Sherlock Holmes always reasoned on the basis of very little
information, but he was careful to collect all he could at a given
moment, and then was ready to deduce from that the ONLY possibility,
however improbable.  Doctors will collect some of the information
easily available to them, and then deduce the most probable cause,
no matter how many possible causes are still not ruled out.

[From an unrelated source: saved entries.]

//! Instance runner
//!
//! Executes one planned run of an instance. Each query is executed,
//! shaped and committed on its own; a failing query keeps its old
//! watermark and does not disturb its siblings. Forwarded ids reach the
//! dedup cache only after the watermark commit, so a retried window is
//! forwarded in full.

use crate::error::{QueryError, RunError};
use crate::executor::QueryExecutor;
use crate::planner::{plan, PlannedQuery, QueryFailure, RunPlan};
use crate::records::{
    is_log_file_response, EventTypeFields, LogBatch, LogFileRecord, PendingIds, RecordShaper,
    LOG_FILE_SCOPE,
};
use chrono::{DateTime, Utc};
use sfdc_config::InstanceConfig;
use sfdc_query::{Clock, ExtractionWindow, QueryKey, Watermark};
use sfdc_state::{DedupCache, WatermarkStore};

/// Query that ran to completion
#[derive(Debug, Clone)]
pub struct QuerySuccess {
    /// Watermark key
    pub key: QueryKey,
    /// Window that was extracted
    pub window: ExtractionWindow,
    /// Watermark committed for the next run
    pub committed: Watermark,
    /// Entries forwarded
    pub rows: usize,
    /// Shaped entries, ready for the sink
    pub batches: Vec<LogBatch>,
}

/// Outcome of one run of one instance
#[derive(Debug)]
pub struct RunReport {
    /// Instance name
    pub instance: String,
    /// Clock reading of the run
    pub now: DateTime<Utc>,
    /// Completed queries, in configuration order
    pub successes: Vec<QuerySuccess>,
    /// Failed queries
    pub failures: Vec<QueryFailure>,
}

impl RunReport {
    /// Whether every query succeeded
    #[inline]
    #[must_use]
    pub fn is_clean(&self) -> bool {
        self.failures.is_empty()
    }

    /// Total entries forwarded
    #[must_use]
    pub fn total_rows(&self) -> usize {
        self.successes.iter().map(|s| s.rows).sum()
    }
}

/// Runs the queries of one instance
pub struct Runner<'a> {
    instance: &'a InstanceConfig,
    store: &'a dyn WatermarkStore,
    clock: &'a dyn Clock,
    cache: Option<&'a dyn DedupCache>,
    event_type_fields: Option<&'a EventTypeFields>,
}

impl<'a> Runner<'a> {
    /// Create runner for an instance
    ///
    /// # Arguments
    /// * `instance` - Validated instance configuration
    /// * `store` - Watermark persistence
    /// * `clock` - Time source, read once per run
    #[must_use]
    pub fn new(
        instance: &'a InstanceConfig,
        store: &'a dyn WatermarkStore,
        clock: &'a dyn Clock,
    ) -> Self {
        Self {
            instance,
            store,
            clock,
            cache: None,
            event_type_fields: None,
        }
    }

    /// Skip records already forwarded
    ///
    /// Ignored unless the instance enables its cache.
    #[must_use]
    pub fn with_cache(mut self, cache: &'a dyn DedupCache) -> Self {
        if self.instance.cache.enabled {
            self.cache = Some(cache);
        }
        self
    }

    /// Forward only the listed log file columns per event type
    #[must_use]
    pub fn with_event_type_fields(mut self, fields: &'a EventTypeFields) -> Self {
        self.event_type_fields = Some(fields);
        self
    }

    /// Resolve every query without executing anything
    ///
    /// # Errors
    /// `RunError::Clock` if the window arithmetic overflows
    pub fn plan(&self) -> Result<RunPlan, RunError> {
        plan(
            &self.instance.defaults,
            &self.instance.queries,
            self.store,
            self.clock,
        )
    }

    /// Plan and execute one run
    ///
    /// # Errors
    /// `RunError::Clock` if the run cannot be planned; per-query failures
    /// are reported in the returned [`RunReport`]
    pub fn run(&self, executor: &dyn QueryExecutor) -> Result<RunReport, RunError> {
        let plan = self.plan()?;
        let mut report = RunReport {
            instance: plan.instance,
            now: plan.now,
            successes: Vec::with_capacity(plan.planned.len()),
            failures: plan.failures,
        };

        for planned in plan.planned {
            match self.execute(executor, &planned, plan.now) {
                Ok(success) => {
                    tracing::info!(
                        key = %success.key,
                        window = %success.window,
                        rows = success.rows,
                        "query completed"
                    );
                    report.successes.push(success);
                }
                Err(error) => {
                    tracing::error!(key = %planned.key, %error, "query failed, watermark unchanged");
                    report.failures.push(QueryFailure {
                        key: planned.key,
                        error,
                    });
                }
            }
        }

        tracing::info!(
            instance = %report.instance,
            succeeded = report.successes.len(),
            failed = report.failures.len(),
            rows = report.total_rows(),
            "run finished"
        );
        Ok(report)
    }

    fn execute(
        &self,
        executor: &dyn QueryExecutor,
        planned: &PlannedQuery,
        now: DateTime<Utc>,
    ) -> Result<QuerySuccess, QueryError> {
        let resolved = &planned.resolved;
        let window = *resolved.window();
        let mut entries = Vec::new();
        let mut pending = PendingIds::new();

        if window.is_empty() {
            tracing::debug!(key = %planned.key, %window, "empty window, nothing to extract");
        } else {
            tracing::debug!(key = %planned.key, query = resolved.query(), "executing query");
            let rows = executor.execute(resolved)?;
            let shaper = RecordShaper::new(resolved.effective(), now)
                .with_cache(self.cache)
                .with_event_type_fields(self.event_type_fields);

            if is_log_file_response(&rows) {
                for row in &rows {
                    let file = LogFileRecord::from_row(row)?;
                    if self.already_processed(&file) {
                        tracing::info!(file = %file.id, "log file already processed, skipping download");
                        continue;
                    }
                    let csv_rows = executor.fetch_log_file(resolved, &file)?;
                    tracing::debug!(file = %file.id, rows = csv_rows.len(), "log file downloaded");
                    entries.extend(shaper.shape_log_file(&file, csv_rows, &mut pending)?);
                    if self.cache.is_some() {
                        pending.stage(LOG_FILE_SCOPE, &file.id);
                    }
                }
            } else {
                for row in rows {
                    let shaped = shaper.shape_event(planned.key.as_str(), row, &mut pending)?;
                    entries.extend(shaped);
                }
            }
        }

        let committed = resolved.candidate_watermark();
        self.store.commit(&planned.key, committed)?;
        if let Some(cache) = self.cache {
            tracing::debug!(key = %planned.key, ids = pending.len(), "recording forwarded ids");
            pending.record_into(cache);
        }

        Ok(QuerySuccess {
            key: planned.key.clone(),
            window,
            committed,
            rows: entries.len(),
            batches: LogBatch::chunk(entries),
        })
    }

    fn already_processed(&self, file: &LogFileRecord) -> bool {
        file.is_hourly()
            && self
                .cache
                .is_some_and(|cache| cache.contains(LOG_FILE_SCOPE, &file.id))
    }
}
//! Identity and gating, as extractors: handlers that name `LoggedIn` or one
//! of the `Owned*` types only run once the check has passed.

use anyhow::anyhow;
use axum::{
    extract::{FromRequestParts, Path},
    http::{header, request::Parts, HeaderMap},
    response::{IntoResponse, Response},
};
use serde::Deserialize;
use tower_sessions::Session;
use uuid::Uuid;

use crate::{
    db::{accounts, campgrounds, comments, Account, Campground, Comment},
    flash,
    session::USER_ID,
    AppError, AppResult, AppState,
};

pub const LOGIN_REQUIRED: &str = "You need to be logged in to do that";
pub const NOT_PERMITTED: &str = "You don't have permission to do that";
pub const CAMPGROUND_NOT_FOUND: &str = "Campground not found";
pub const COMMENT_NOT_FOUND: &str = "Comment not found";

/// The account behind the session cookie, if any.
pub struct CurrentUser(pub Option<Account>);

/// The account behind the session cookie; anonymous requests are sent to the
/// login page.
pub struct LoggedIn(pub Account);

/// A campground the logged-in requester owns.
pub struct OwnedCampground {
    pub account: Account,
    pub campground: Campground,
}

/// A comment, on the campground named in the path, that the requester owns.
pub struct OwnedComment {
    pub account: Account,
    pub campground_id: Uuid,
    pub comment: Comment,
}

#[derive(Deserialize)]
struct CampgroundPath {
    id: String,
}

#[derive(Deserialize)]
struct CommentPath {
    id: String,
    comment_id: String,
}

/// Where "go back" leads: the referring page on this site, or the listing.
pub fn back(headers: &HeaderMap) -> String {
    headers
        .get(header::REFERER)
        .and_then(|value| value.to_str().ok())
        .and_then(|referer| {
            if referer.starts_with('/') && !referer.starts_with("//") {
                return Some(referer.to_owned());
            }
            let url = reqwest::Url::parse(referer).ok()?;
            Some(match url.query() {
                Some(query) => format!("{}?{query}", url.path()),
                None => url.path().to_owned(),
            })
        })
        .unwrap_or_else(|| "/campgrounds".to_owned())
}

pub fn parse_id(raw: &str) -> Option<Uuid> {
    Uuid::parse_str(raw).ok()
}

async fn session(parts: &mut Parts, state: &AppState) -> AppResult<Session> {
    Session::from_request_parts(parts, state)
        .await
        .map_err(|(_, msg)| AppError(anyhow!(msg)))
}

async fn refuse(session: &Session, message: &str, to: &str) -> Response {
    flash::error(session, message, to)
        .await
        .unwrap_or_else(IntoResponse::into_response)
}

impl FromRequestParts<AppState> for CurrentUser {
    type Rejection = AppError;

    async fn from_request_parts(parts: &mut Parts, state: &AppState) -> Result<Self, Self::Rejection> {
        let session = session(parts, state).await?;
        let Some(user_id) = session.get::<Uuid>(USER_ID).await? else {
            return Ok(Self(None));
        };

        Ok(Self(accounts::find(&state.db_pool, user_id).await?))
    }
}

impl FromRequestParts<AppState> for LoggedIn {
    type Rejection = Response;

    async fn from_request_parts(parts: &mut Parts, state: &AppState) -> Result<Self, Self::Rejection> {
        let CurrentUser(account) = CurrentUser::from_request_parts(parts, state)
            .await
            .map_err(IntoResponse::into_response)?;
        if let Some(account) = account {
            return Ok(Self(account));
        }

        let session = session(parts, state).await.map_err(IntoResponse::into_response)?;
        Err(refuse(&session, LOGIN_REQUIRED, "/login").await)
    }
}

impl FromRequestParts<AppState> for OwnedCampground {
    type Rejection = Response;

    async fn from_request_parts(parts: &mut Parts, state: &AppState) -> Result<Self, Self::Rejection> {
        let LoggedIn(account) = LoggedIn::from_request_parts(parts, state).await?;
        let session = session(parts, state).await.map_err(IntoResponse::into_response)?;
        let back = back(&parts.headers);

        let id = Path::<CampgroundPath>::from_request_parts(parts, state)
            .await
            .ok()
            .and_then(|Path(path)| parse_id(&path.id));
        let found = match id {
            Some(id) => campgrounds::find(&state.db_pool, id)
                .await
                .map_err(|e| AppError::from(e).into_response())?,
            None => None,
        };

        let Some(campground) = found else {
            return Err(refuse(&session, CAMPGROUND_NOT_FOUND, &back).await);
        };
        if !campground.is_owned_by(&account) {
            return Err(refuse(&session, NOT_PERMITTED, &back).await);
        }

        Ok(Self { account, campground })
    }
}

impl FromRequestParts<AppState> for OwnedComment {
    type Rejection = Response;

    async fn from_request_parts(parts: &mut Parts, state: &AppState) -> Result<Self, Self::Rejection> {
        let LoggedIn(account) = LoggedIn::from_request_parts(parts, state).await?;
        let session = session(parts, state).await.map_err(IntoResponse::into_response)?;
        let back = back(&parts.headers);

        let ids = Path::<CommentPath>::from_request_parts(parts, state)
            .await
            .ok()
            .and_then(|Path(path)| Some((parse_id(&path.id)?, parse_id(&path.comment_id)?)));
        let found = match ids {
            Some((campground_id, comment_id)) => comments::find(&state.db_pool, campground_id, comment_id)
                .await
                .map_err(|e| AppError::from(e).into_response())?,
            None => None,
        };

        let Some(comment) = found else {
            return Err(refuse(&session, COMMENT_NOT_FOUND, &back).await);
        };
        if !comment.is_owned_by(&account) {
            return Err(refuse(&session, NOT_PERMITTED, &back).await);
        }

        Ok(Self { account, campground_id: comment.campground_id, comment })
    }
}

#[cfg(test)]
mod tests {
    use axum::http::HeaderValue;
    use rstest::rstest;

    use super::*;

    #[rstest]
    #[case(None, "/campgrounds")]
    #[case(Some("http://localhost:3000/campgrounds/abc"), "/campgrounds/abc")]
    #[case(Some("https://evil.example/phish?x=1"), "/phish?x=1")]
    #[case(Some("/campgrounds/new"), "/campgrounds/new")]
    #[case(Some("//evil.example"), "/campgrounds")]
    #[case(Some("not a url"), "/campgrounds")]
    fn back_stays_on_site(#[case] referer: Option<&str>, #[case] expected: &str) {
        let mut headers = HeaderMap::new();
        if let Some(referer) = referer {
            headers.insert(header::REFERER, HeaderValue::from_str(referer).unwrap());
        }
        assert_eq!(back(&headers), expected);
    }

    #[test]
    fn ids_must_be_uuids() {
        assert!(parse_id("nope").is_none());
        let id = Uuid::now_v7();
        assert_eq!(parse_id(&id.to_string()), Some(id));
    }
}
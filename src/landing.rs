use axum::{debug_handler, response::{IntoResponse, Response}};
use tower_sessions::Session;

use crate::{auth::CurrentUser, include_res, res, AppResult, AppState};

#[debug_handler(state = AppState)]
pub async fn landing(
    session: Session,
    CurrentUser(user): CurrentUser,
) -> AppResult<Response> {
    Ok(
        res::page(&session, user.as_ref(), "YelpCamp", include_res!(str, "/pages/landing.html"))
            .await?
            .into_response()
    )
}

Please recall that I'm not flaming about all this.  Anyone who has
suffered from one of the less likely possibilities will prefer that
more deductive reasoning were used sooner; but I can appreciate that
doctors have a system that works a high percentage of time, and also
minimizes the number of tests required, at the cost of delaying correct
treatment to arelatively few cases.  I'm not sure that any alternative
would be better.

	- Toby Robison (not Robinson!)
	allegra!eosp1!robison
	or: decvax!ittvax!eosp1!robison
	or (emergency): princeton!eosp1!robison

riks@athena.UUCP (Rik Smoody) (11/12/84)

Physicians order some tests quite liberally even when it will not
help to refine the major hypothesis.
These are (usually, sigh) relatively inexpensive tests which have
a chance of discovering unsuspected diseases.
The idea is that most people do not get regular checkups,
so give the whole body the once over while you got it in the office.